What needs to be done: Your answer needs to include each line of the records in which the string "Invalid" can be found.

Saved entries:
--

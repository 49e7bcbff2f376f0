use std::{fmt, str::FromStr};

use chrono::{NaiveDate, NaiveTime};
use eyre::{eyre, Result, WrapErr};
use serde::{Deserialize, Deserializer, Serialize};
use serde_json::Value;

use crate::errors::BookingError;

pub const DATE_KEY_FORMAT: &str = "%Y-%m-%d";
pub const TIME_KEY_FORMAT: &str = "%H:%M";

/// Separator between the date key and time key of a transmitted slot id.
pub const SLOT_KEY_SEPARATOR: char = '|';

/// Parses a `YYYY-MM-DD` calendar key.
///
/// Backends built on spreadsheets tend to hand dates back as full
/// timestamps (`2025-07-22T04:00:00.000Z`). Only the literal calendar prefix
/// is kept; the value is never run through a time-zone conversion, which is
/// what used to shift slots by a day.
pub fn parse_date_key(raw: &str) -> Result<NaiveDate> {
    let trimmed = raw.trim();
    let calendar = trimmed
        .split(|c: char| c == 'T' || c == ' ')
        .next()
        .unwrap_or(trimmed);

    NaiveDate::parse_from_str(calendar, DATE_KEY_FORMAT)
        .wrap_err_with(|| format!("Invalid date key: {:?}", raw))
}

/// Parses an `HH:MM` (24-hour) time key, tolerating a missing leading zero
/// and a trailing seconds component.
pub fn parse_time_key(raw: &str) -> Result<NaiveTime> {
    let trimmed = raw.trim();
    NaiveTime::parse_from_str(trimmed, TIME_KEY_FORMAT)
        .or_else(|_| NaiveTime::parse_from_str(trimmed, "%H:%M:%S"))
        .wrap_err_with(|| format!("Invalid time key: {:?}", raw))
}

pub fn date_key(date: NaiveDate) -> String {
    date.format(DATE_KEY_FORMAT).to_string()
}

pub fn time_key(time: NaiveTime) -> String {
    time.format(TIME_KEY_FORMAT).to_string()
}

/// Identity of a slot within its visit list: the (date, time) pair.
///
/// Rendered on the wire as `dateKey|timeKey`.
#[derive(Debug, Clone, Copy, PartialEq, Eq, Hash, PartialOrd, Ord)]
pub struct SlotKey {
    pub date: NaiveDate,
    pub time: NaiveTime,
}

impl SlotKey {
    pub fn new(date: NaiveDate, time: NaiveTime) -> Self {
        Self { date, time }
    }
}

impl fmt::Display for SlotKey {
    fn fmt(&self, f: &mut fmt::Formatter<'_>) -> fmt::Result {
        write!(
            f,
            "{}{}{}",
            date_key(self.date),
            SLOT_KEY_SEPARATOR,
            time_key(self.time)
        )
    }
}

impl FromStr for SlotKey {
    type Err = BookingError;

    fn from_str(s: &str) -> Result<Self, Self::Err> {
        let (date, time) = s
            .split_once(SLOT_KEY_SEPARATOR)
            .ok_or_else(|| BookingError::validation(format!("Malformed slot id: {:?}", s)))?;

        let date = parse_date_key(date).map_err(|e| BookingError::validation(e.to_string()))?;
        let time = parse_time_key(time).map_err(|e| BookingError::validation(e.to_string()))?;

        Ok(Self { date, time })
    }
}

/// An offered date/time for one of the two visits.
#[derive(Debug, Clone, PartialEq, Eq, Serialize)]
#[serde(rename_all = "camelCase")]
pub struct Slot {
    pub id: String,
    pub date_label: String,
    pub time_label: String,
    pub date: NaiveDate,
    pub time: NaiveTime,
}

impl Slot {
    pub fn key(&self) -> SlotKey {
        SlotKey::new(self.date, self.time)
    }

    /// Human-readable option label, e.g. `Tue Jul 22 – 9:00 AM`.
    pub fn label(&self) -> String {
        format!("{} – {}", self.date_label, self.time_label)
    }
}

/// A slot as sent by the backend named by field.
#[derive(Debug, Clone, Default, PartialEq, Serialize, Deserialize)]
#[serde(default, rename_all = "camelCase")]
pub struct SlotRecord {
    pub id: Value,
    pub date_label: Value,
    pub time_label: Value,
    pub date_key: Value,
    pub time_key: Value,
}

/// A slot as it arrives over the wire.
///
/// The spreadsheet backend sends positional rows
/// `[id, dateLabel, timeLabel, dateKey, timeKey]`; named records are also
/// accepted. Either way the value is turned into a [`Slot`] before the rest
/// of the client sees it.
#[derive(Debug, Clone, PartialEq, Serialize, Deserialize)]
#[serde(untagged)]
pub enum RawSlot {
    Row(Vec<Value>),
    Record(SlotRecord),
}

const ROW_ID: usize = 0;
const ROW_DATE_LABEL: usize = 1;
const ROW_TIME_LABEL: usize = 2;
const ROW_DATE_KEY: usize = 3;
const ROW_TIME_KEY: usize = 4;

fn value_text(value: Option<&Value>) -> Option<String> {
    match value? {
        Value::String(s) => Some(s.clone()),
        Value::Number(n) => Some(n.to_string()),
        Value::Bool(b) => Some(b.to_string()),
        _ => None,
    }
}

/// Deserializes a string, number or boolean field as text. `null` and any
/// other shape become `None`.
pub(crate) fn text_field<'de, D>(deserializer: D) -> std::result::Result<Option<String>, D::Error>
where
    D: Deserializer<'de>,
{
    let value = Option::<Value>::deserialize(deserializer)?;
    Ok(value_text(value.as_ref()))
}

impl TryFrom<RawSlot> for Slot {
    type Error = eyre::Report;

    fn try_from(raw: RawSlot) -> Result<Self> {
        let (id, date_label, time_label, date, time) = match &raw {
            RawSlot::Row(row) => (
                value_text(row.get(ROW_ID)),
                value_text(row.get(ROW_DATE_LABEL)),
                value_text(row.get(ROW_TIME_LABEL)),
                value_text(row.get(ROW_DATE_KEY)),
                value_text(row.get(ROW_TIME_KEY)),
            ),
            RawSlot::Record(record) => (
                value_text(Some(&record.id)),
                value_text(Some(&record.date_label)),
                value_text(Some(&record.time_label)),
                value_text(Some(&record.date_key)),
                value_text(Some(&record.time_key)),
            ),
        };

        let date = date.ok_or_else(|| eyre!("Slot is missing its date key"))?;
        let time = time.ok_or_else(|| eyre!("Slot is missing its time key"))?;
        let date = parse_date_key(&date)?;
        let time = parse_time_key(&time)?;

        Ok(Slot {
            id: id.unwrap_or_default(),
            date_label: date_label.unwrap_or_else(|| date_key(date)),
            time_label: time_label.unwrap_or_else(|| time_key(time)),
            date,
            time,
        })
    }
}

impl From<&Slot> for RawSlot {
    fn from(slot: &Slot) -> Self {
        RawSlot::Row(vec![
            Value::String(slot.id.clone()),
            Value::String(slot.date_label.clone()),
            Value::String(slot.time_label.clone()),
            Value::String(date_key(slot.date)),
            Value::String(time_key(slot.time)),
        ])
    }
}

/// Response body of `getSlots`.
#[derive(Debug, Clone, Default, PartialEq, Serialize, Deserialize)]
pub struct SlotsPayload {
    #[serde(default)]
    pub visit1: Vec<RawSlot>,
    #[serde(default)]
    pub visit2: Vec<RawSlot>,
}

#[cfg(test)]
mod tests {
    use super::*;
    use pretty_assertions::assert_eq;
    use rstest::rstest;

    #[rstest]
    #[case("2025-07-22")]
    #[case(" 2025-07-22 ")]
    #[case("2025-07-22T00:00:00.000Z")]
    #[case("2025-07-22T23:30:00.000Z")]
    #[case("2025-07-22 08:00:00")]
    fn date_keys_keep_their_calendar_day(#[case] raw: &str) {
        let date = parse_date_key(raw).unwrap();
        assert_eq!(date_key(date), "2025-07-22");
    }

    #[rstest]
    #[case("09:00", "09:00")]
    #[case("9:00", "09:00")]
    #[case("14:30:00", "14:30")]
    fn time_keys_are_zero_padded(#[case] raw: &str, #[case] expected: &str) {
        let time = parse_time_key(raw).unwrap();
        assert_eq!(time_key(time), expected);
    }

    #[test]
    fn garbage_keys_are_rejected() {
        assert!(parse_date_key("July 22").is_err());
        assert!(parse_time_key("noon").is_err());
    }

    #[test]
    fn positional_rows_become_named_slots() {
        let raw: RawSlot = serde_json::from_str(
            r#"[7, "Tue Jul 22", "9:00 AM", "2025-07-22T00:00:00.000Z", "09:00"]"#,
        )
        .unwrap();

        let slot = Slot::try_from(raw).unwrap();

        assert_eq!(slot.id, "7");
        assert_eq!(slot.label(), "Tue Jul 22 – 9:00 AM");
        assert_eq!(slot.key().to_string(), "2025-07-22|09:00");
    }

    #[test]
    fn named_records_are_accepted() {
        let raw: RawSlot = serde_json::from_str(
            r#"{"id": "a1", "dateLabel": "Wed", "timeLabel": "10am", "dateKey": "2025-07-23", "timeKey": "10:00"}"#,
        )
        .unwrap();

        let slot = Slot::try_from(raw).unwrap();
        assert_eq!(slot.key().to_string(), "2025-07-23|10:00");
        assert_eq!(slot.date_label, "Wed");
    }

    #[test]
    fn short_rows_are_rejected() {
        let raw = RawSlot::Row(vec![Value::String("1".into()), Value::String("Tue".into())]);
        assert!(Slot::try_from(raw).is_err());
    }

    #[test]
    fn slot_key_parses_its_own_display() {
        let key: SlotKey = "2025-07-22|09:00".parse().unwrap();
        assert_eq!(key.to_string(), "2025-07-22|09:00");
        assert!("2025-07-22".parse::<SlotKey>().is_err());
    }
}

--

Task output:
        .wrap_err_with(|| format!("Invalid date key: {:?}", raw))
        .wrap_err_with(|| format!("Invalid time key: {:?}", raw))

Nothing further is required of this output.